◆ ACTIVITY:
Restate word for word the lines from the one containing "pub enum Relation" through the end of the listing below, with both ends included.

◆ SOURCE RECORDS:
┄┄┄┄┄┄┄┄┄┄

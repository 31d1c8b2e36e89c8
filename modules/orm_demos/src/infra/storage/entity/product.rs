//! Product catalog table

use super::stamp_timestamps;
use sea_orm::entity::prelude::*;

#[derive(Clone, Debug, PartialEq, Eq, DeriveEntityModel)]
#[sea_orm(table_name = "products")]
pub struct Model {
    /// Auto-increment primary key
    #[sea_orm(primary_key)]
    pub id: i32,

    /// Product code, e.g. `E42`
    pub code: String,

    /// Price in whole units
    pub price: i64,

    /// Creation timestamp
    pub created_at: DateTimeUtc,

    /// Last update timestamp
    pub updated_at: DateTimeUtc,

    /// Soft delete timestamp
    #[sea_orm(indexed)]
    pub deleted_at: Option<DateTimeUtc>,
}

#[derive(Copy, Clone, Debug, EnumIter, DeriveRelation)]
pub enum Relation {}

#[async_trait::async_trait]
impl ActiveModelBehavior for ActiveModel {
    async fn before_save<C>(mut self, _db: &C, insert: bool) -> Result<Self, DbErr>
    where
        C: ConnectionTrait,
    {
        stamp_timestamps(&mut self.created_at, &mut self.updated_at, insert);
        Ok(self)
    }
}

┄┄┄┄┄┄┄┄┄┄

◆ ANSWER TO THE EXERCISE:
pub enum Relation {}

#[async_trait::async_trait]
impl ActiveModelBehavior for ActiveModel {
    async fn before_save<C>(mut self, _db: &C, insert: bool) -> Result<Self, DbErr>
    where
        C: ConnectionTrait,
    {
        stamp_timestamps(&mut self.created_at, &mut self.updated_at, insert);
        Ok(self)
    }
}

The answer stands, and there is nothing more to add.